*** Begin section ***
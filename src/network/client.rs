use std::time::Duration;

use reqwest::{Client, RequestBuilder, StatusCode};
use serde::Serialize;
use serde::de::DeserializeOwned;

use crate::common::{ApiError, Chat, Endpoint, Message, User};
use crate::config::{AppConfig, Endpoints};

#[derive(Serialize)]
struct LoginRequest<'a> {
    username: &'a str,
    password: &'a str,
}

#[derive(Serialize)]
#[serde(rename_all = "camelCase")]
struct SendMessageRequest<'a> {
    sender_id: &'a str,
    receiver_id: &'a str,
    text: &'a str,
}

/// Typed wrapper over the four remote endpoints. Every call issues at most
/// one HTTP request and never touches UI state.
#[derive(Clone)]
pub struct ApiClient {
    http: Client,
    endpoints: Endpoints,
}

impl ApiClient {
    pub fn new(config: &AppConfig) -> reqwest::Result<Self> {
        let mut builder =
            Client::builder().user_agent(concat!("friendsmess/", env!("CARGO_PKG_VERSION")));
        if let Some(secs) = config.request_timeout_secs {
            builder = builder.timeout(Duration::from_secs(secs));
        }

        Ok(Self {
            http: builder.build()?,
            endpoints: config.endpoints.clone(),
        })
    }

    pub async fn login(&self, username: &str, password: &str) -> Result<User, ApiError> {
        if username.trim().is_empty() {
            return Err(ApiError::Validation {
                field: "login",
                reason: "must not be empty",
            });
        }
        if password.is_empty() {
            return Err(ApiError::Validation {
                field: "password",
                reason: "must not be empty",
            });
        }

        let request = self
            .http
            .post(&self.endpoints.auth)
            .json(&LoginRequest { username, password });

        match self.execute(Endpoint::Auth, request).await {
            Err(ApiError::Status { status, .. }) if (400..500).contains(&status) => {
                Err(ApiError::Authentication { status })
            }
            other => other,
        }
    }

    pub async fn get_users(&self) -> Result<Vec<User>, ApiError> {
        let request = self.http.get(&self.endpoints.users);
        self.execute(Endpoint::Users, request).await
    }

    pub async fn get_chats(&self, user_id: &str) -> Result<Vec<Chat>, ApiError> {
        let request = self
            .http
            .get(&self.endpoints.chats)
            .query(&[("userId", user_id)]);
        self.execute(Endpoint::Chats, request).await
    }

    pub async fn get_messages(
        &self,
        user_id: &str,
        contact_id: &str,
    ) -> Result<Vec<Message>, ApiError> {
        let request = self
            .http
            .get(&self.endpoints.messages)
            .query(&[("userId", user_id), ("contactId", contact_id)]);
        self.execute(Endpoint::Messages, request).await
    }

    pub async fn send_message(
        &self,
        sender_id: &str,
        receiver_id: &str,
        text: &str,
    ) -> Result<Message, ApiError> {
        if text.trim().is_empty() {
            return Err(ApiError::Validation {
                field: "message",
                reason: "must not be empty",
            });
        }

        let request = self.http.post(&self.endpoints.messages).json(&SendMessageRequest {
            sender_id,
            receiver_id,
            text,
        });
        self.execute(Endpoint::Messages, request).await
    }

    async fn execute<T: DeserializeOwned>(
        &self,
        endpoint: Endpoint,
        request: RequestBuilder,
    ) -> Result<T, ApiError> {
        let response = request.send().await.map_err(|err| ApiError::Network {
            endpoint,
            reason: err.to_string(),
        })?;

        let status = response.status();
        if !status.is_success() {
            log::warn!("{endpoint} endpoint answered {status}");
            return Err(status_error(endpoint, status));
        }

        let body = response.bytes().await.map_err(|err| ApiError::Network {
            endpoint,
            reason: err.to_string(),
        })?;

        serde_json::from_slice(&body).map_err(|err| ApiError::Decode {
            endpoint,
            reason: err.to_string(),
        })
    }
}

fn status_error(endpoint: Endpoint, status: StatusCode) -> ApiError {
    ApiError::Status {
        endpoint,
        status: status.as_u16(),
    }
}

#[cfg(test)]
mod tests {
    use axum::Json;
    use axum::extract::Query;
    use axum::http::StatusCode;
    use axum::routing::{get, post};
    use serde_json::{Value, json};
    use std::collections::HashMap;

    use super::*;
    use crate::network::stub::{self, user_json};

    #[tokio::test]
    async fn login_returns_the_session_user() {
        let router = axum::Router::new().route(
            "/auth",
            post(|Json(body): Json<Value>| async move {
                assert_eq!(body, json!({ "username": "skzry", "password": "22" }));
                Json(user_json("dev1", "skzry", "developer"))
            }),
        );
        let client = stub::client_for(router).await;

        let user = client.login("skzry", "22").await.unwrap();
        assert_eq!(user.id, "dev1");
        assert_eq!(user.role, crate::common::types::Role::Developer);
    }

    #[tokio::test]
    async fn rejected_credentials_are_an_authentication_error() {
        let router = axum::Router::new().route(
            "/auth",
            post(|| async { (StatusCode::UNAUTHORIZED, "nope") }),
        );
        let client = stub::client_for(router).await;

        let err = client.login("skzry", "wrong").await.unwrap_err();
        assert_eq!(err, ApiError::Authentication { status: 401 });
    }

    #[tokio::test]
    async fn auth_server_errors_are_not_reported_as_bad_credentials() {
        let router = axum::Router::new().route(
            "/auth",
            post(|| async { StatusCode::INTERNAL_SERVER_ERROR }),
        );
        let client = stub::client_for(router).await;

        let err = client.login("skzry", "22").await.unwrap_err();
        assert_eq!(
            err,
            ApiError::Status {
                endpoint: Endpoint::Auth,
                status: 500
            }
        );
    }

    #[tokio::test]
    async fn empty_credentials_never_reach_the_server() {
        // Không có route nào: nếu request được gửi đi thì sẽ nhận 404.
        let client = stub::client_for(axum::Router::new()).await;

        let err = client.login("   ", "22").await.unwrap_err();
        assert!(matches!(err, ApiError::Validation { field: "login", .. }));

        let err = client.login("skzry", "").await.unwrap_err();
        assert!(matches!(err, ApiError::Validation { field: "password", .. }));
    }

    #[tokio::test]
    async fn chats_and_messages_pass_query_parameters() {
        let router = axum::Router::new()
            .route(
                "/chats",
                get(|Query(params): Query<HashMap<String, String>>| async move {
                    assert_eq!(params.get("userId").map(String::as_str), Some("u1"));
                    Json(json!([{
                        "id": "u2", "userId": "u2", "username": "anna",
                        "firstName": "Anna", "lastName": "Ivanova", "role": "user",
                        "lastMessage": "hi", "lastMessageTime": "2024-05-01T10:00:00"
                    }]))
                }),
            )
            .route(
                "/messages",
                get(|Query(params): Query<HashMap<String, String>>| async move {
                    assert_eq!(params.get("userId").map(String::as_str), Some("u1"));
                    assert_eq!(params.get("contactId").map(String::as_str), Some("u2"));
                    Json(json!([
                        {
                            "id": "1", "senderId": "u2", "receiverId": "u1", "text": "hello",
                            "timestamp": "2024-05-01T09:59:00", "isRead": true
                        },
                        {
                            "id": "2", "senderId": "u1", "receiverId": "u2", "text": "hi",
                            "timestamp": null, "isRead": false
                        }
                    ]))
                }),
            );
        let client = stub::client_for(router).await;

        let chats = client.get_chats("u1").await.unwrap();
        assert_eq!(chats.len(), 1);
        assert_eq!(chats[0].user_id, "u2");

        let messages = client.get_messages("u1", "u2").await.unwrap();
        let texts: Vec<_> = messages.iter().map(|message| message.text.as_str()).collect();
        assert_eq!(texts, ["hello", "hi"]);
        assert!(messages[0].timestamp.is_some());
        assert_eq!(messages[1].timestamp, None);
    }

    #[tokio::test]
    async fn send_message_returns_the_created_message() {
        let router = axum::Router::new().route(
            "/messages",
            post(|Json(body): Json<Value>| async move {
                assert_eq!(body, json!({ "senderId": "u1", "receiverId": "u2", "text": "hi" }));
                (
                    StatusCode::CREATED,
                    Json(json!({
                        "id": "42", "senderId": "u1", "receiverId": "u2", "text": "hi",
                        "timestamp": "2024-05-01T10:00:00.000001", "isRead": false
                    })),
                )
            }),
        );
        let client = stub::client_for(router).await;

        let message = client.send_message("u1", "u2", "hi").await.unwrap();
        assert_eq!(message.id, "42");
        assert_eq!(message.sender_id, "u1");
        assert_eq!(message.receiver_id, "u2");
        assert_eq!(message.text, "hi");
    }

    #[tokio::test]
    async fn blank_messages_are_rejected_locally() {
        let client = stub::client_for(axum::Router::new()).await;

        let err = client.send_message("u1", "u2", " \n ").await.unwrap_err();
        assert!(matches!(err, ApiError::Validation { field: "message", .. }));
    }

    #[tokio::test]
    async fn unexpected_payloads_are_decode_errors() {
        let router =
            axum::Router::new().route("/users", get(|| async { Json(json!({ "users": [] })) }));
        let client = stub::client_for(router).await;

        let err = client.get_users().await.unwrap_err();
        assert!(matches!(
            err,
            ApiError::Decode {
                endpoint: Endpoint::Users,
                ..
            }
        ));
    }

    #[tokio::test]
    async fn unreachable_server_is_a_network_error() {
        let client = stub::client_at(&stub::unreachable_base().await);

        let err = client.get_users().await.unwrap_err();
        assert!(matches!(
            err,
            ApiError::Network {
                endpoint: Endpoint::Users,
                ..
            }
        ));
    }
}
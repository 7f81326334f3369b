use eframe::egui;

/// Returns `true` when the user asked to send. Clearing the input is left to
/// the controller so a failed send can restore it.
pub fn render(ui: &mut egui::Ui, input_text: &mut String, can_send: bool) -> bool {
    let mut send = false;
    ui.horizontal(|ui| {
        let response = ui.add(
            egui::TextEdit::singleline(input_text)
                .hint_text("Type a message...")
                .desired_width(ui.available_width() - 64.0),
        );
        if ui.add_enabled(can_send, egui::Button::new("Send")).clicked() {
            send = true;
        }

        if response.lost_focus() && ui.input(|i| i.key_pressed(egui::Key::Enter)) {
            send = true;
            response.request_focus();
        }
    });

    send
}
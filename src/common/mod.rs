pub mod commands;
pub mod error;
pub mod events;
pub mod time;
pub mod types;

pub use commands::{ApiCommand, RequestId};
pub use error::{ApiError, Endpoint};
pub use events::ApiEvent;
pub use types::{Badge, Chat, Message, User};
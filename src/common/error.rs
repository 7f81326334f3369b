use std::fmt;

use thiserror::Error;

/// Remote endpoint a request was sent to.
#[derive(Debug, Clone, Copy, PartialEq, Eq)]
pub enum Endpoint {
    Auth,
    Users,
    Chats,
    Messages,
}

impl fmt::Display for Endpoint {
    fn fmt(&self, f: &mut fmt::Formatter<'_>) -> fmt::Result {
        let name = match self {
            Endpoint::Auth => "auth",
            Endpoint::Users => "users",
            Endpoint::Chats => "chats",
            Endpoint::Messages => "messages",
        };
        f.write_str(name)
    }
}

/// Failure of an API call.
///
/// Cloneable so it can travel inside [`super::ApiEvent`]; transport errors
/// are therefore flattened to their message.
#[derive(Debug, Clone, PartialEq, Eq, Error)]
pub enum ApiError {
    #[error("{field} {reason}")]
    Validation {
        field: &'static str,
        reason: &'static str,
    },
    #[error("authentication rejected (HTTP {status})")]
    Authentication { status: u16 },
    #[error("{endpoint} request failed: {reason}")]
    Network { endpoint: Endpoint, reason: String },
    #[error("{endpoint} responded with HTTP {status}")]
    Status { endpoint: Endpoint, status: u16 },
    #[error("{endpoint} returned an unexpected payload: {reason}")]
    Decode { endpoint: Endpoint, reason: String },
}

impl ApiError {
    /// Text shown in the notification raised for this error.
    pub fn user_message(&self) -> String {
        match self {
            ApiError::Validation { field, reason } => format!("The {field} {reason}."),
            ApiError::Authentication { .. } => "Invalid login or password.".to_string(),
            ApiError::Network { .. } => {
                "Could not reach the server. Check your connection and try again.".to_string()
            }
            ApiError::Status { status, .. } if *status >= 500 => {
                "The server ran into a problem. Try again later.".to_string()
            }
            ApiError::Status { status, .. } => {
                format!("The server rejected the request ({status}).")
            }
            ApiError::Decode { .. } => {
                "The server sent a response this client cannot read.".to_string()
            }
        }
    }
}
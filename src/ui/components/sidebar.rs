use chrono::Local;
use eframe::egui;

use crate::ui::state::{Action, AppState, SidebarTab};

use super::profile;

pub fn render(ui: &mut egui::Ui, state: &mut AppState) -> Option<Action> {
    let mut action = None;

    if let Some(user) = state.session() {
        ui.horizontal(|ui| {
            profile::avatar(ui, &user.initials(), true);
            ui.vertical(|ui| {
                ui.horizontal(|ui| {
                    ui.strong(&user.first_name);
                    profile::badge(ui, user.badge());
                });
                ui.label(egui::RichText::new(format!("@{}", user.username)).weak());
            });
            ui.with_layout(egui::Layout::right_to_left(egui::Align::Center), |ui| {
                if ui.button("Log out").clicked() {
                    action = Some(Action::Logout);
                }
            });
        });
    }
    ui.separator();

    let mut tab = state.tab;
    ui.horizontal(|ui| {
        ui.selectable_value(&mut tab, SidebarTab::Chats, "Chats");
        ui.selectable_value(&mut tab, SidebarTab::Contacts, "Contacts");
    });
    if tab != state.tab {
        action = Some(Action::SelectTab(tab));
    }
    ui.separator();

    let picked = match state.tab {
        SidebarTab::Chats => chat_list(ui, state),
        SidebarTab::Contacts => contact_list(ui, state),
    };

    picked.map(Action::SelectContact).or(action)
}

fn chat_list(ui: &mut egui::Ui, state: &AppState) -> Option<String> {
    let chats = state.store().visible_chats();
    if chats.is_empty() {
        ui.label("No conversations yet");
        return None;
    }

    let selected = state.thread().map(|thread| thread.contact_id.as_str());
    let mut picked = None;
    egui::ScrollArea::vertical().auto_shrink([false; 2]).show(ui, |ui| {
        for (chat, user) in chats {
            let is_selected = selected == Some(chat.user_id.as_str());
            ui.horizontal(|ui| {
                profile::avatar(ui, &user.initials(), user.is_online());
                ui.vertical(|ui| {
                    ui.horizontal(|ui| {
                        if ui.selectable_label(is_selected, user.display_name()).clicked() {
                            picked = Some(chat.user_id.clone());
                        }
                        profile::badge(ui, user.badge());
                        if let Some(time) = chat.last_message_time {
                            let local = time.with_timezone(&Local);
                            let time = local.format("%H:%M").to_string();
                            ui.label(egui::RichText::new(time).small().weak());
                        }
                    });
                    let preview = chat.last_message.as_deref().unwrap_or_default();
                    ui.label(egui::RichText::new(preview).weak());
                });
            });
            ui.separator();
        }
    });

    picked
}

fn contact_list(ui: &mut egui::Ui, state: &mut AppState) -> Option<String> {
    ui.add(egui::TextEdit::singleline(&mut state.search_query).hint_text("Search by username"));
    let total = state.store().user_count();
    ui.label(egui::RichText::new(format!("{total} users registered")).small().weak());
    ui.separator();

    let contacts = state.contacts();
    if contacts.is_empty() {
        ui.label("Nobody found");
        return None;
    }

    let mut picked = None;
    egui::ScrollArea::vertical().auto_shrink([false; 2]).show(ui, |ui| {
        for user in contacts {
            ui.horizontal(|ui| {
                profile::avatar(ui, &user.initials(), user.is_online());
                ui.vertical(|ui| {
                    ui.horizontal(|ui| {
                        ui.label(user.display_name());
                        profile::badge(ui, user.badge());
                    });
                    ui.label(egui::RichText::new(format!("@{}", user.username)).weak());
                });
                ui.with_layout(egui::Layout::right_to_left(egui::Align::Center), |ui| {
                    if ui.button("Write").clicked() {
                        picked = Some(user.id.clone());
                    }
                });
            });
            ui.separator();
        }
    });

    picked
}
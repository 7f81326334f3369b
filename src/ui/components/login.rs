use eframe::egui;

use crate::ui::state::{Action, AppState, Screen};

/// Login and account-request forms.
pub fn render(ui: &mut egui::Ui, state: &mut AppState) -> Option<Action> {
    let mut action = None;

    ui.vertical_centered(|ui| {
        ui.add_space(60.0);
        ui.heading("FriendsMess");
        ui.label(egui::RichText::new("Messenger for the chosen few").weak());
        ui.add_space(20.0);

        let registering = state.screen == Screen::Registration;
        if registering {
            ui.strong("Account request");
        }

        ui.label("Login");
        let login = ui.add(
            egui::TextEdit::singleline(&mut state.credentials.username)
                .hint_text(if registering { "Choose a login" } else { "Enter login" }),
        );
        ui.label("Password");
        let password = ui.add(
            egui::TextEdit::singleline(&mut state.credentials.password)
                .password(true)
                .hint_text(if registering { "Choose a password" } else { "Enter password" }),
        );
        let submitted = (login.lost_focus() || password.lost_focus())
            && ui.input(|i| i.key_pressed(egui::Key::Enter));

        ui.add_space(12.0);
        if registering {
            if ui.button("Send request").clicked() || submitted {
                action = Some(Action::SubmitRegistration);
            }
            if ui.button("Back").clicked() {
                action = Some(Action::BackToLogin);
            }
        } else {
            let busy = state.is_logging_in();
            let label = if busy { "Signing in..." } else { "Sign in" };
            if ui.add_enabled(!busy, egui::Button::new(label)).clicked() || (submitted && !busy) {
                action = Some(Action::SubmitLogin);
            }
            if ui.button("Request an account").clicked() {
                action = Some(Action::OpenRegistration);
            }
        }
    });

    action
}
*** End section ***
## Prompt
Only the lines above from the line containing "status: 500" through the line containing "sẽ nhận 404." should be retyped, exactly and with both ends included.

## Exercise output
                status: 500
            }
        );
    }

    #[tokio::test]
    async fn empty_credentials_never_reach_the_server() {
        // Không có route nào: nếu request được gửi đi thì sẽ nhận 404.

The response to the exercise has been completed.